Source: https://www.npr.org/2023/02/11/1156313344/turkey-syria-earthquake-death-toll-survivors
The first day of construction of a makeshift graveyard in the city of Antakya, Turkey, declared by its minister of religious affairs
″I buried (everyone that I lost), then I came here,” Canbulat said, counting his dead relatives: “My daughter is dead, my sibling died, my aunt and her daughter died, and the wife of her son” who was 8 ½ months pregnant.
A large makeshift graveyard was under construction on the outskirts of Antakya on Saturday. Backhoes and bulldozers dug pits in the field on the northeastern edge of the city as trucks and ambulances loaded with black body bags arrived continuously. Soldiers directing traffic told motorists not to take pictures.
A worker with Turkey’s Ministry of Religious Affairs who did not wish to be identified because of orders not to share information with the media said that around 800 bodies were brought the cemetery on Friday, its first day of operation. He said that as many as 2,000 people had been buried on Saturday.
“People who are coming out from the rubble now, it’s a miracle if they survive. Most of the people that come out now are dead, and they come here,” he said.
The head of the World Health Organization, Tedros Adhanom Ghebreyesus, arrived in Syria’s northern city of Aleppo on Saturday, bringing with him 35 tons of medical equipment, state news agency SANA reported. Another plane carrying an additional 30 tons of medical equipment will come in the next few days.
A Syrian refugee who is buried alive under the rubble hasn’t slept in a long time, but they are going to stay awake
The voice messages he’s received chronicling their pain make it impossible to sleep, he says. Haunted by their cries, he lies awake tormented by guilt. He worries that each moment he rests, thousands back home in Syria are still buried alive under rubble.
“It’s destroying me,” Al-Dahhan, 31, told CNN. I was getting voice messages from people telling me they are seeing people die and they are on the phone with me. I can’t stop hearing them.”
Al Ghraowi says that the nonprofit seeks to empower Syrian refugee youth and families nationally and internationally through access to innovative education, community-driven aid and skill development.
While on the ground his colleagues who survived have been in a race against datememe datememe, using the funds raised by Al-Dahhan to help rescue those still trapped under the rubble and deliver relief to shell-shocked survivors.
Al-Dahhan says he has not eaten correctly or been able to sleep for more than 10 minutes at a time since the earthquake.

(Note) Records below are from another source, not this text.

use clause_risk_core::config::AnalyzerConfig;
use clause_risk_core::error::{CoreResult, ErrorKind};
use clause_risk_core::model::{Clause, RiskLabel, Verdict};
use clause_risk_core::pipeline::ContractAnalyzer;
use clause_risk_core::risk::{ModelRiskScorer, RiskBand, RiskScorer};
use clause_risk_core::segmentation::{build_segmenter, RegexSegmenter};
use clause_risk_core::training::{demo_corpus, run_training};
use std::collections::BTreeSet;
use std::fs;

const CONTRACT: &str = "SERVICES AGREEMENT\n\n\
    1. The Supplier shall provide the Services described in Schedule 1.\n\
    2. Either party may terminate this Agreement on 30 days notice.\n\
    3. Payment is due within 30 days of invoice date.\n\n\
    4. The Customer shall indemnify the Supplier against third-party claims.";

#[test]
fn rules_backend_end_to_end() {
    let analyzer = ContractAnalyzer::with_rules(&AnalyzerConfig::default());
    let report = analyzer.analyze(CONTRACT).unwrap();
    let labels: Vec<RiskLabel> = report.verdicts.iter().map(|v| v.label).collect();
    assert_eq!(
        labels,
        vec![RiskLabel::Safe, RiskLabel::Risky, RiskLabel::Safe, RiskLabel::Risky]
    );
    assert_eq!(report.summary.total, 4);
    assert_eq!(report.summary.risk_percentage, 50.0);
    assert_eq!(report.summary.band(), RiskBand::High);
    let safe_ids: Vec<usize> = report.with_label(RiskLabel::Safe).map(|v| v.clause.id).collect();
    assert_eq!(safe_ids, vec![1, 3]);
}

#[test]
fn empty_input_and_no_clauses_are_distinct_errors() {
    let analyzer = ContractAnalyzer::with_rules(&AnalyzerConfig::default());
    assert_eq!(analyzer.analyze("").unwrap_err().kind(), ErrorKind::EMPTY_INPUT);
    assert_eq!(
        analyzer.analyze("Heading\n\n1. Short one").unwrap_err().kind(),
        ErrorKind::NO_CLAUSES_FOUND
    );
}

struct Failing;

impl RiskScorer for Failing {
    fn backend(&self) -> &'static str {
        "failing"
    }

    fn score(&self, _clause: &Clause) -> CoreResult<Verdict> {
        Err(clause_risk_core::error::CoreError::UnfittedExtractor(
            "no vocabulary".to_string(),
        ))
    }
}

#[test]
fn scorer_errors_are_not_swallowed() {
    let analyzer = ContractAnalyzer::new(Box::new(RegexSegmenter::default()), Box::new(Failing));
    let err = analyzer.analyze(CONTRACT).unwrap_err();
    assert_eq!(err.kind(), ErrorKind::UNFITTED_EXTRACTOR);
}

struct Echo;

impl RiskScorer for Echo {
    fn backend(&self) -> &'static str {
        "echo"
    }

    fn score(&self, clause: &Clause) -> CoreResult<Verdict> {
        Ok(Verdict {
            clause: clause.clone(),
            label: RiskLabel::Safe,
            confidence: 1.0,
            matched_keywords: BTreeSet::new(),
        })
    }
}

#[test]
fn injected_scorer_sees_every_clause_in_order() {
    let analyzer = ContractAnalyzer::new(Box::new(RegexSegmenter::default()), Box::new(Echo));
    let report = analyzer.analyze(CONTRACT).unwrap();
    assert_eq!(report.backend, "echo");
    let ids: Vec<usize> = report.verdicts.iter().map(|v| v.clause.id).collect();
    assert_eq!(ids, vec![1, 2, 3, 4]);
    assert_eq!(report.summary.risk_percentage, 0.0);
}

#[test]
fn model_backend_end_to_end() {
    let tmp = tempfile::tempdir().unwrap();
    let mut cfg = AnalyzerConfig::default();
    cfg.artifacts.dir = tmp.path().to_path_buf();
    run_training(&demo_corpus(), &cfg).unwrap();

    let analyzer = ContractAnalyzer::new(
        build_segmenter(&cfg.segmentation),
        Box::new(ModelRiskScorer::load(&cfg.artifacts).unwrap()),
    );
    assert_eq!(analyzer.backend(), "trained_model");
    let report = analyzer.analyze(CONTRACT).unwrap();
    assert_eq!(report.verdicts.len(), 4);
    assert!(report.verdicts.iter().all(|v| v.matched_keywords.is_empty()));
    assert_eq!(
        report.summary.risky_count + report.summary.safe_count,
        report.summary.total
    );
}

#[test]
fn config_file_overrides_a_subset() {
    let tmp = tempfile::tempdir().unwrap();
    let path = tmp.path().join("analyzer.json");
    fs::write(
        &path,
        r#"{"risk": {"keywords": ["schedule"], "safe_confidence": 0.5},
            "segmentation": {"strategy": "regex"}}"#,
    )
    .unwrap();
    let cfg = AnalyzerConfig::load(&path).unwrap();
    assert_eq!(cfg.risk.risky_confidence, 0.85);
    assert_eq!(cfg.features.max_features, 10_000);

    let report = ContractAnalyzer::with_rules(&cfg).analyze(CONTRACT).unwrap();
    assert_eq!(report.verdicts[0].label, RiskLabel::Risky);
    assert_eq!(report.verdicts[1].label, RiskLabel::Safe);
    assert_eq!(report.verdicts[1].confidence, 0.5);
}

#[test]
fn invalid_config_file_is_rejected() {
    let tmp = tempfile::tempdir().unwrap();
    let path = tmp.path().join("bad.json");
    fs::write(&path, r#"{"risk": {"keyword_threshold": 0}}"#).unwrap();
    assert_eq!(AnalyzerConfig::load(&path).unwrap_err().kind(), ErrorKind::INVALID_CONFIG);
}

#[test]
fn segmentation_strategy_does_not_change_verdicts() {
    let text = "Deliveries occur weekly as agreed between the parties. 2. Penalty applies.\n\n\
                The Customer agrees as follows. 1. Fees are payable monthly in advance. \
                2. The Supplier may suspend service for late payment. 3. Interest accrues.";
    let mut regex_cfg = AnalyzerConfig::default();
    regex_cfg.segmentation.strategy = clause_risk_core::config::SegmentationStrategy::Regex;

    let inline = ContractAnalyzer::with_rules(&AnalyzerConfig::default()).analyze(text).unwrap();
    let fallback = ContractAnalyzer::with_rules(&regex_cfg).analyze(text).unwrap();

    assert_eq!(fallback.verdicts[0].label, RiskLabel::Risky);
    assert_eq!(inline.verdicts[0], fallback.verdicts[0]);
    assert!(inline.verdicts[0].matched_keywords.contains("penalty"));

    let words = |r: &clause_risk_core::pipeline::AnalysisReport| -> usize {
        r.verdicts.iter().map(|v| v.clause.word_count).sum()
    };
    assert_eq!(words(&inline), words(&fallback));
    let risky_text = |r: &clause_risk_core::pipeline::AnalysisReport| -> String {
        r.with_label(RiskLabel::Risky)
            .map(|v| v.clause.text.as_str())
            .collect::<Vec<_>>()
            .join(" ")
    };
    assert!(risky_text(&inline).contains("Interest accrues."));
    assert!(risky_text(&fallback).contains("Interest accrues."));
}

He said that knowing what he is doing matters, because the more he can raise money, the more he will help. I need to keep going despite the fact that I am not doing enough. I feel guilty when I sleep. I need to be awake every second. I need to be working. I would like to receive more updates. I feel like I am doing everything here, but my mind and soul are not there.
Telling the story of a family lost to a fatherless earthquake: Do I matter as much or will I be forgotten again? Syria’s president Nour Al-Dahhan says the world has been quiet but not human
Another story is about a family that lost two sisters in the earthquake, leaving their children orphaned. According to Al-Dahhan, when their brother learned of their sisters deaths, he suffered a heart attack and died, leaving his children fatherless.

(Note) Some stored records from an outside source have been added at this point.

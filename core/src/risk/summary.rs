use crate::model::{RiskLabel, Verdict};
use serde::{Deserialize, Serialize};

/// Document-level counts derived from a set of verdicts.
#[derive(Debug, Clone, Copy, Serialize, Deserialize, PartialEq)]
pub struct SummaryStats {
    pub total: usize,
    pub risky_count: usize,
    pub safe_count: usize,
    /// Percentage of risky clauses, rounded to one decimal place with ties
    /// going to the even digit (1 of 16 is 6.2, 3 of 16 is 18.8).
    pub risk_percentage: f64,
}

#[derive(Debug, Clone, Copy, Serialize, Deserialize, PartialEq, Eq)]
pub enum RiskBand {
    Low,
    Elevated,
    High,
}

impl SummaryStats {
    pub fn band(&self) -> RiskBand {
        if self.risk_percentage >= 50.0 {
            RiskBand::High
        } else if self.risk_percentage >= 25.0 {
            RiskBand::Elevated
        } else {
            RiskBand::Low
        }
    }
}

pub fn summarize(verdicts: &[Verdict]) -> SummaryStats {
    let total = verdicts.len();
    let risky_count = verdicts
        .iter()
        .filter(|v| v.label == RiskLabel::Risky)
        .count();
    let safe_count = total - risky_count;
    let risk_percentage = if total == 0 {
        0.0
    } else {
        round_to_tenth(100.0 * risky_count as f64 / total as f64)
    };
    SummaryStats {
        total,
        risky_count,
        safe_count,
        risk_percentage,
    }
}

fn round_to_tenth(v: f64) -> f64 {
    (v * 10.0).round_ties_even() / 10.0
}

“My mind started racing and I immediately thought it was an Israeli airstrike, since we have had a few of those in Latakia over the past few years,” Alsamman, 27, told CNN. When I saw the reports of an earthquake late at night, I wish it had only been an airstrike.

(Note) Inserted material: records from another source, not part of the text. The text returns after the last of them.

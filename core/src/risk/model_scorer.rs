use super::RiskScorer;
use crate::config::ArtifactConfig;
use crate::error::{CoreError, CoreResult};
use crate::features::FittedExtractor;
use crate::model::{Clause, RiskLabel, Verdict};
use crate::training::{load_artifacts, Classifier, FittedModel};
use std::collections::BTreeSet;

/// Scores clauses with a trained model projected through its paired
/// extractor. Risky when P(risky) > 0.5; confidence is the probability of the
/// chosen label.
#[derive(Debug, Clone)]
pub struct ModelRiskScorer {
    name: String,
    extractor: FittedExtractor,
    model: FittedModel,
}

impl ModelRiskScorer {
    pub fn new(name: impl Into<String>, extractor: FittedExtractor, model: FittedModel) -> CoreResult<Self> {
        if model.feature_dim() != extractor.dim() {
            return Err(CoreError::ArtifactMismatch(format!(
                "model expects {} features but extractor produces {}",
                model.feature_dim(),
                extractor.dim()
            )));
        }
        Ok(Self {
            name: name.into(),
            extractor,
            model,
        })
    }

    pub fn load(cfg: &ArtifactConfig) -> CoreResult<Self> {
        let loaded = load_artifacts(cfg)?;
        Self::new(loaded.artifact.name, loaded.extractor, loaded.artifact.model)
    }

    pub fn model_name(&self) -> &str {
        &self.name
    }
}

impl RiskScorer for ModelRiskScorer {
    fn backend(&self) -> &'static str {
        "trained_model"
    }

    fn score(&self, clause: &Clause) -> CoreResult<Verdict> {
        let x = self.extractor.transform_one(&clause.text)?;
        let p_risky = self.model.predict_proba(&x)?;
        let (label, confidence) = if p_risky > 0.5 {
            (RiskLabel::Risky, p_risky)
        } else {
            (RiskLabel::Safe, 1.0 - p_risky)
        };
        Ok(Verdict {
            clause: clause.clone(),
            label,
            confidence,
            matched_keywords: BTreeSet::new(),
        })
    }
}

#[cfg(test)]
mod tests {
    use super::*;
    use crate::config::FeatureConfig;
    use crate::features::TfidfVectorizer;
    use crate::training::linear::LogisticRegression;

    fn extractor() -> FittedExtractor {
        TfidfVectorizer::new(&FeatureConfig::default())
            .fit(&["terminate without notice", "payment within days"])
            .unwrap()
    }

    #[test]
    fn confidence_is_probability_of_chosen_label() {
        let fx = extractor();
        let mut weights = vec![0.0; fx.dim()];
        let idx = fx.term_index("terminate").unwrap() as usize;
        weights[idx] = 10.0;
        let model = FittedModel::LogisticRegression(LogisticRegression {
            weights,
            bias: -1.0,
            n_iter: 1,
        });
        let scorer = ModelRiskScorer::new("Logistic Regression", fx, model).unwrap();

        let risky = scorer.score(&Clause::new(1, "Seller may terminate at will")).unwrap();
        assert_eq!(risky.label, RiskLabel::Risky);
        assert!(risky.confidence > 0.5);
        assert!(risky.matched_keywords.is_empty());

        let safe = scorer.score(&Clause::new(2, "Payment within thirty days")).unwrap();
        assert_eq!(safe.label, RiskLabel::Safe);
        assert!(safe.confidence > 0.5);
    }

    #[test]
    fn mismatched_pair_is_rejected() {
        let model = FittedModel::LogisticRegression(LogisticRegression {
            weights: vec![0.0; 3],
            bias: 0.0,
            n_iter: 0,
        });
        let err = ModelRiskScorer::new("m", extractor(), model).unwrap_err();
        assert_eq!(err.kind(), crate::error::ErrorKind::ARTIFACT_MISMATCH);
    }
}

He spent the entire day staring at images of death and destruction on his phone, without knowing if his friends and family were still alive.
“It felt like no one was there for them, no aid was coming through, the only organizations able to provide aid were the ones already there,” Al-Dahhan said.
As the clock ticked, the opportunity to rescue survivors decreased, igniting panicked efforts from Syrians in the US like Alsamman and Al-Dahhan to raise as much money as possible for organizations on the ground.
Nour Al Ghraowi, who immigrated to New York City from Damascus, Syria, following the civil war in Syria that started in 2011, is also helping through her work as a communications coordinator with Karam Foundation.
Despite the fact that the world has been quiet and no one has spoken about them, there are still organizations and people who are still fighting for them.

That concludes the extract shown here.